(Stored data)
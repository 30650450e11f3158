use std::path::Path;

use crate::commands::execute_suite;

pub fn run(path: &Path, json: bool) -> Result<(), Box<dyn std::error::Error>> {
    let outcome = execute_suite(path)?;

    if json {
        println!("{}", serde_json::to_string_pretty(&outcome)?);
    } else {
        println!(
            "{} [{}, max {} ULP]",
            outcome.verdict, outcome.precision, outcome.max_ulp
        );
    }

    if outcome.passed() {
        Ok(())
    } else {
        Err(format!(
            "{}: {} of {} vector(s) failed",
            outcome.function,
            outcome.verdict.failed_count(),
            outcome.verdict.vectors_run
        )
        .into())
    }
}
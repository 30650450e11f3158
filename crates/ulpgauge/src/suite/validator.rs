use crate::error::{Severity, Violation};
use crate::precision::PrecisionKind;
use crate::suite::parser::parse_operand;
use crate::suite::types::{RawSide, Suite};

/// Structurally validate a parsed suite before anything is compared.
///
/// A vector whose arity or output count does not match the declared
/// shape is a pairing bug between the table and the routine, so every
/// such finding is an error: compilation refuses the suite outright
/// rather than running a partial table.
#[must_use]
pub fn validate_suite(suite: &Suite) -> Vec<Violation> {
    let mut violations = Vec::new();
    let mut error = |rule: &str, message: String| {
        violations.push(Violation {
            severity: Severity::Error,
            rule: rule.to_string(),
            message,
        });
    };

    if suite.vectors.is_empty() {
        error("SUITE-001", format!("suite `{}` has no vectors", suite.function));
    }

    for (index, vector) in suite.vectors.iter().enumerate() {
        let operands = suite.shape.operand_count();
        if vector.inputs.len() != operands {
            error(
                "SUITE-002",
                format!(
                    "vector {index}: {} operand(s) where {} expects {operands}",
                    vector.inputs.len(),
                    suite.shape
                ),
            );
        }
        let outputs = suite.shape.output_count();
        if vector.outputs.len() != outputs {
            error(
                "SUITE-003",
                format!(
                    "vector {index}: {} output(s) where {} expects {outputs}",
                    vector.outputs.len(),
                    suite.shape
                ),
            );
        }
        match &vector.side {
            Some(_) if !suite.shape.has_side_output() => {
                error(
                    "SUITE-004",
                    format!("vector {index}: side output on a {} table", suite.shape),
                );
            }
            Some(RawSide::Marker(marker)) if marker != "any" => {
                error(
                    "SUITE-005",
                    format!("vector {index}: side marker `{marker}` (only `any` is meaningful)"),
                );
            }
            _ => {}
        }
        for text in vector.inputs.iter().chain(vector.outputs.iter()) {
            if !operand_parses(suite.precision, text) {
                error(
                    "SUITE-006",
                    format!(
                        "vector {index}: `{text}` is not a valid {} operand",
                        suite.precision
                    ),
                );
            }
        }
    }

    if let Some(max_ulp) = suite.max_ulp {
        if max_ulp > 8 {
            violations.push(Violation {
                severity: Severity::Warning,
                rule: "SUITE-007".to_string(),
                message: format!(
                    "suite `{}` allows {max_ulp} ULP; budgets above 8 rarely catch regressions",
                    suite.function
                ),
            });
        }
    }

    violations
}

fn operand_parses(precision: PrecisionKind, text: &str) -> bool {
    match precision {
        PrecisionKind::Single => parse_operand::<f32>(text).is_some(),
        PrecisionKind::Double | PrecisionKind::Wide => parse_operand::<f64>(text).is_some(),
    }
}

> [ACTIVITY]: Every line above that holds the string "inputs" should be copied into the answer.

> [EXERCISE OUTPUT]:
        if vector.inputs.len() != operands {
                    vector.inputs.len(),
        for text in vector.inputs.iter().chain(vector.outputs.iter()) {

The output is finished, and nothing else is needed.